Second, as long as there is some reasonable hope that national politics will be self-correcting, outside intervention would be illegitimate: it could look like Brussels picking a winner in a domestic power struggle. This is an old point, familiar from John Stuart Mill: ideally peoples struggle for democracies (and preserve their democracies) in their own particular way. Arguably, this criterion makes it legitimate that Berlusconi’s Italy was left alone: The Cavaliere for sure tried to remove checks and balances and would have wanted to cement his persona power with a presidential regime – but the opposition, despite its generally sorry state, remained strong enough, Berlusconi kept losing popular referenda, and, most importantly, the judiciary kept putting up a fight. There is some hope that the situation in Hungary might also ultimately be self-correcting: civil society has recently woken up, with very large demonstrations against the new ‘system of national cooperation’ in Budapest. And it is likely that many citizens will decisively turn away from a government whose stewardship of the economy has been nothing less than disastrous.

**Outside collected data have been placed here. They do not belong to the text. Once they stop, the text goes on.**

use std::sync::Arc;

use tracing::{debug, trace};

use crate::{
    errors::errors::{Error, ErrorImpl},
    Position,
};

use super::normalizer::{BLOCK_COMMENT_CLOSE, BLOCK_COMMENT_OPEN, LINE_COMMENT};

/// Removes comment fragments from normalized source.
///
/// Fragments are pushed onto a stack; a fragment ending in `*/` pops
/// entries until the nearest one starting with `/*` is popped as well.
/// Whatever is left on the stack, bottom to top, is the comment-free code.
pub fn strip_comments(fragments: Vec<String>) -> Result<Vec<String>, Error> {
    let mut stack: Vec<String> = vec![];

    for fragment in fragments {
        if fragment.starts_with(LINE_COMMENT) {
            continue;
        }

        if fragment.ends_with(BLOCK_COMMENT_CLOSE) {
            let comment_open = stack
                .iter()
                .any(|entry| entry.starts_with(BLOCK_COMMENT_OPEN));
            if !comment_open && is_inline_block_comment(&fragment) {
                continue;
            }

            let mut closed = false;
            while let Some(entry) = stack.pop() {
                trace!(fragment = %entry, "dropped commented fragment");
                if entry.starts_with(BLOCK_COMMENT_OPEN) {
                    closed = true;
                    break;
                }
            }

            if !closed {
                let column = fragment.chars().count() - BLOCK_COMMENT_CLOSE.len();
                return Err(unclosed_comment(fragment, column, BLOCK_COMMENT_CLOSE));
            }
            continue;
        }

        stack.push(fragment);
    }

    if let Some(opener) = stack
        .iter()
        .find(|fragment| fragment.starts_with(BLOCK_COMMENT_OPEN))
    {
        return Err(unclosed_comment(opener.clone(), 0, BLOCK_COMMENT_OPEN));
    }

    debug!(fragments = stack.len(), "stripped comments");
    Ok(stack)
}

/// `/* ... */` held entirely in one fragment. Only standalone when no
/// other block comment is open.
fn is_inline_block_comment(fragment: &str) -> bool {
    fragment.len() >= BLOCK_COMMENT_OPEN.len() + BLOCK_COMMENT_CLOSE.len()
        && fragment.starts_with(BLOCK_COMMENT_OPEN)
}

fn unclosed_comment(fragment: String, column: usize, marker: &str) -> Error {
    Error::new(
        ErrorImpl::UnclosedComment {
            marker: String::from(marker),
        },
        Position(column as u32, Arc::new(fragment)),
    )
}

This also points to the importance of nuances in political language and tone: criticism from the outside should never be suspect just because it comes from the outside – after all, EU citizens share one political space and ought to make it their business what others in that space do. But neither politicians nor intellectuals should generalize about, for instance, ‘the Hungarians’, as opposed to a particular government. And Brussels should never treat Member States as if they were like children who are a bit slow in getting liberal democracy: the EU as lived experience can be very different from the textbook account of ‘transitions to democracy’, where peace, prosperity and political happiness reign ever after. In Hungary, for instance, accession in 2004 was already the moment of bust after the boom, when companies were moving still further east in search of tax breaks and cheap labour.
Finally, if a country does indeed insist that its own understanding of democracy – one amounting, for instance, to a deeply illiberal or ‘managed’ democracy – is right and ought to be above criticism from Brussels, then so be it; as long as there is a proper procedure for ejecting a country from the EU, or a Member State leaving voluntarily. What in the UK is now sometimes called ‘the democratic override’ of supranational institutions might ultimately have to take the form of a democratic exit – though it’s of course a legitimate question whether a managed democracy could actually manage a truly democratic exit.